▸ **Problem to work on**: For every line in the records that has the word "push", make a copy.
(Provided data begins)
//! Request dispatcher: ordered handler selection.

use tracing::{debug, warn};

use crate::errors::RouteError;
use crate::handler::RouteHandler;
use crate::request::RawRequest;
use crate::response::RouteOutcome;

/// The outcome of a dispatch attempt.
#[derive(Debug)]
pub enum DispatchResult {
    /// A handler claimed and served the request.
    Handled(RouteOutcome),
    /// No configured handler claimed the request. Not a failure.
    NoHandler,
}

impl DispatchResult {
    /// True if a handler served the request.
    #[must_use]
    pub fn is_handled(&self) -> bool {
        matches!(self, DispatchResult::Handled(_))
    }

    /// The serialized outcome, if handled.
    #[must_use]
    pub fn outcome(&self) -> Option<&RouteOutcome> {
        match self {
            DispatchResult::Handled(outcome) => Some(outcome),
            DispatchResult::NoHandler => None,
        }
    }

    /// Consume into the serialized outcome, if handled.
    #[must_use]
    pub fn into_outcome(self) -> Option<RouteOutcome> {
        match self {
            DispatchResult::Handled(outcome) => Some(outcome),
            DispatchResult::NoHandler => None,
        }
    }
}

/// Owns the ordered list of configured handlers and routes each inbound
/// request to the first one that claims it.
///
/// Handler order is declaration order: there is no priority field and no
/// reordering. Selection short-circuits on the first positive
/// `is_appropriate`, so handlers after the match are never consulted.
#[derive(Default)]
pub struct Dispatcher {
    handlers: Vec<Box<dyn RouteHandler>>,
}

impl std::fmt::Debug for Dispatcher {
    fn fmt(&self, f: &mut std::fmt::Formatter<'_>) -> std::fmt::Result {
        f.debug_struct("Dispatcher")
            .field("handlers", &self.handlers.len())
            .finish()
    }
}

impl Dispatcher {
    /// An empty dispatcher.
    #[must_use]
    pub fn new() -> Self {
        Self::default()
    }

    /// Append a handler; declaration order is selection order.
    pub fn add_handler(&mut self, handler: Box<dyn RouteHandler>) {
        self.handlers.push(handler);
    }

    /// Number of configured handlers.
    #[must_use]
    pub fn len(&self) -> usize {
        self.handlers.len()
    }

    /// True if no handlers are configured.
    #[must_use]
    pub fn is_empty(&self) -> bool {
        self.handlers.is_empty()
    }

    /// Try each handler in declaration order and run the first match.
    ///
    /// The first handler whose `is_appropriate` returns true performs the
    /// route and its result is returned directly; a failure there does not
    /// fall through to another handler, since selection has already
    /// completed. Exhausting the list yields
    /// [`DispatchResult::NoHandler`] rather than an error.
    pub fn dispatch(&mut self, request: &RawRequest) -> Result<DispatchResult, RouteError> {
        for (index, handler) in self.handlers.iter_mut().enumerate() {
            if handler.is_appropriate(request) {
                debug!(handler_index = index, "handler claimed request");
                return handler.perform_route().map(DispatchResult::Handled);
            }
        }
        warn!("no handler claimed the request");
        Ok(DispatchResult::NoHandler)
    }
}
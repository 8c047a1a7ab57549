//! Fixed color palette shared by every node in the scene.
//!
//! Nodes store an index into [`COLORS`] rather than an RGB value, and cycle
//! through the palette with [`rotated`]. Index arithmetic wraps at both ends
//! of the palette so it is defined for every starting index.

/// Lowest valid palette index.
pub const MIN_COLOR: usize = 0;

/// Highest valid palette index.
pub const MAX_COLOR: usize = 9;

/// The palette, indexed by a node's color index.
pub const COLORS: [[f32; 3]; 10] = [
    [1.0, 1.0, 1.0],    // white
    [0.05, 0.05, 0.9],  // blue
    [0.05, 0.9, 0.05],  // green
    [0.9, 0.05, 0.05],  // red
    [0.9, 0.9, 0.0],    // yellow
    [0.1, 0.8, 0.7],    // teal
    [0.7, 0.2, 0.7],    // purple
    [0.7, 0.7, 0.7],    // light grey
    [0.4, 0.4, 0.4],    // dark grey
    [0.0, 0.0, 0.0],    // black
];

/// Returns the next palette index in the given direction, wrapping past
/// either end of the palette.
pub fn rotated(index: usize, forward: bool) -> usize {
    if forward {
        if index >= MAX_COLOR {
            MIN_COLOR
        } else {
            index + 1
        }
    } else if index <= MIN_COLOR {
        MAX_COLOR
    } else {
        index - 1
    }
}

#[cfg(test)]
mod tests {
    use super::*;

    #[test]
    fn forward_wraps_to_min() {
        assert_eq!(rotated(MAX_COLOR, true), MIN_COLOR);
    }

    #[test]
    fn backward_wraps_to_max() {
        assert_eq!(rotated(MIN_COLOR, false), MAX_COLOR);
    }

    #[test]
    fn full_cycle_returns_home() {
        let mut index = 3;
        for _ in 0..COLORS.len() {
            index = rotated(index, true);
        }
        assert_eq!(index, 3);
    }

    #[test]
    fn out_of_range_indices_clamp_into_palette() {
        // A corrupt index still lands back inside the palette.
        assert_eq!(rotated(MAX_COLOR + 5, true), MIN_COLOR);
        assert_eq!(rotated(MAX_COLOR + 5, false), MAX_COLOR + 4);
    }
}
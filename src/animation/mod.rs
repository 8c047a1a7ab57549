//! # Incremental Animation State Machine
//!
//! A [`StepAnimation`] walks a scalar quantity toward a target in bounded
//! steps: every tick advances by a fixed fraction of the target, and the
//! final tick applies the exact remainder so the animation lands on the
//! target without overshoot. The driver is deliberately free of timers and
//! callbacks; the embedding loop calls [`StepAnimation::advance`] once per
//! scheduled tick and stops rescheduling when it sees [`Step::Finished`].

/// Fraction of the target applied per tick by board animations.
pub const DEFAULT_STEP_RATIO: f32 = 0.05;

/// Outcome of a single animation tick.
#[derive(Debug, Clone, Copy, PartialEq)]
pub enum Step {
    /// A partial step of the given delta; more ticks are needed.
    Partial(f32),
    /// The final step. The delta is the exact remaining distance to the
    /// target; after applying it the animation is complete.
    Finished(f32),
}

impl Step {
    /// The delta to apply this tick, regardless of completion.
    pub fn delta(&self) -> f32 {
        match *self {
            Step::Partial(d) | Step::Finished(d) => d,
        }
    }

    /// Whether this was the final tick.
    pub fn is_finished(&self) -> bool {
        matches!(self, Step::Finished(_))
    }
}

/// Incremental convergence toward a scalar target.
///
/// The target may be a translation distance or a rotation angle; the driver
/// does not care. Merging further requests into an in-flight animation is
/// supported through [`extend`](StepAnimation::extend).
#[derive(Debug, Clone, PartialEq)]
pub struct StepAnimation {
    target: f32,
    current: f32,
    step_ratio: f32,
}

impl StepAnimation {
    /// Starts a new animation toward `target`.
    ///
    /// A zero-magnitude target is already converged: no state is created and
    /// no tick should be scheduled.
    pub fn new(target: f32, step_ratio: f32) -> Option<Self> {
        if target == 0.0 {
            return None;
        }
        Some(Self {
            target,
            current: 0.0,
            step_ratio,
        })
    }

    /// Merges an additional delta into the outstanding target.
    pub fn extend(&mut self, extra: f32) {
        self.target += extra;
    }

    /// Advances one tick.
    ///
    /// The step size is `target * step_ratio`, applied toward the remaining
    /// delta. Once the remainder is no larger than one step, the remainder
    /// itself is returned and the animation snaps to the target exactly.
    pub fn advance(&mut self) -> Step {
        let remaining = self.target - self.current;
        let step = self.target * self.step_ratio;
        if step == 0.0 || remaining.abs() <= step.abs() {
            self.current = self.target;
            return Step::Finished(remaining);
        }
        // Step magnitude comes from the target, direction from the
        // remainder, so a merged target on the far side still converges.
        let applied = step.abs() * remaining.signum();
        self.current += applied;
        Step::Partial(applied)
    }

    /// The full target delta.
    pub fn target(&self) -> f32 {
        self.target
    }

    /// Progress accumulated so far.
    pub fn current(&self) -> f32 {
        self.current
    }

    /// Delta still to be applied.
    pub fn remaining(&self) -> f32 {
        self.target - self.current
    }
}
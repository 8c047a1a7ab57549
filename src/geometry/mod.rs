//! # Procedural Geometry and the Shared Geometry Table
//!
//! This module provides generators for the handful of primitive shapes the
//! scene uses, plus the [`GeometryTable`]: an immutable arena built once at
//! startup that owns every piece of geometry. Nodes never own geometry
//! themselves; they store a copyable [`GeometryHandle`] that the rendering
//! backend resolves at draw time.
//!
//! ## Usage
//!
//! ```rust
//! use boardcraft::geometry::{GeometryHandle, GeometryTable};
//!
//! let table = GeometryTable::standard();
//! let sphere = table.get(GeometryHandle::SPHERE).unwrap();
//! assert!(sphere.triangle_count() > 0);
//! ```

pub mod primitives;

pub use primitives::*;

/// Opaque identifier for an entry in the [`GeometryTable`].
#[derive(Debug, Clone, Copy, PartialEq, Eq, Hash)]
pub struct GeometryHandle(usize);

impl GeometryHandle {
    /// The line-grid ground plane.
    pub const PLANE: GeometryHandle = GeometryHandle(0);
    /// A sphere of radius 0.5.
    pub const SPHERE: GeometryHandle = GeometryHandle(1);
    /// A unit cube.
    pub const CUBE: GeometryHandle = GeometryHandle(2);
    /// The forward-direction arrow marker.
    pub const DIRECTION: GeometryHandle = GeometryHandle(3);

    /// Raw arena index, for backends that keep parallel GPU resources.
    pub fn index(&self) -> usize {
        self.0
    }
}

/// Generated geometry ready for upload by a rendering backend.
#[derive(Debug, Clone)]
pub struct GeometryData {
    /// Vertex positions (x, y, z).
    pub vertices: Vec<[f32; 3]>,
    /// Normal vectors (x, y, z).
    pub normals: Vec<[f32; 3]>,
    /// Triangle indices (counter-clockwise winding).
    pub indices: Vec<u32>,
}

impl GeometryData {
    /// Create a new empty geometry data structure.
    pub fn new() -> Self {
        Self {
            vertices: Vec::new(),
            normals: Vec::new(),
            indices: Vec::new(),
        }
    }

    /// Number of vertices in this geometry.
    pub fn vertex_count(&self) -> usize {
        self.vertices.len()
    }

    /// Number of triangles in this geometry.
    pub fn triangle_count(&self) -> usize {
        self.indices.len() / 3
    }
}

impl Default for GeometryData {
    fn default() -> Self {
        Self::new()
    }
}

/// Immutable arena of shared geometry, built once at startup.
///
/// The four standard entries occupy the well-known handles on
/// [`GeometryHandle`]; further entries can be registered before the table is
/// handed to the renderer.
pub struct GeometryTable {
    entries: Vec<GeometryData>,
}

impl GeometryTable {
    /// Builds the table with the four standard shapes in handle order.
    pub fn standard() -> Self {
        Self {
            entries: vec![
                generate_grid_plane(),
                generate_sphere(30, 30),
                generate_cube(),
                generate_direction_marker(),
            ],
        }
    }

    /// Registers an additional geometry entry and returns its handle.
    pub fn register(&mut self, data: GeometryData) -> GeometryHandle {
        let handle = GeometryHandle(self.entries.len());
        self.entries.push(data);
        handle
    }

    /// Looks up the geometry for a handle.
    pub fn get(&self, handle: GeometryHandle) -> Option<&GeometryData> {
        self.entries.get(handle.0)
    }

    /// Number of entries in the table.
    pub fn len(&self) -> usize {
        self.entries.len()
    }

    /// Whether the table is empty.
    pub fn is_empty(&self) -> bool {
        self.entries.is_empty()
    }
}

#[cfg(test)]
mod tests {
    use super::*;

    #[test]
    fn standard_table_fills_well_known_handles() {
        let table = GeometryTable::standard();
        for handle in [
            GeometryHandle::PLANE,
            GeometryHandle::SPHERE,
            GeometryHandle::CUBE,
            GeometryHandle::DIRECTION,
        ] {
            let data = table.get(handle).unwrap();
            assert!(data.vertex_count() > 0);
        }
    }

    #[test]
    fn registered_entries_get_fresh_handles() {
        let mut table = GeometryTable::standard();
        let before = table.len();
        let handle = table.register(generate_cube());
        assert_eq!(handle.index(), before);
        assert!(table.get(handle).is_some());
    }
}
(Provided data ends)
▸ **Solution to this exercise**:
        self.handlers.push(handler);
        self.entries.push(data);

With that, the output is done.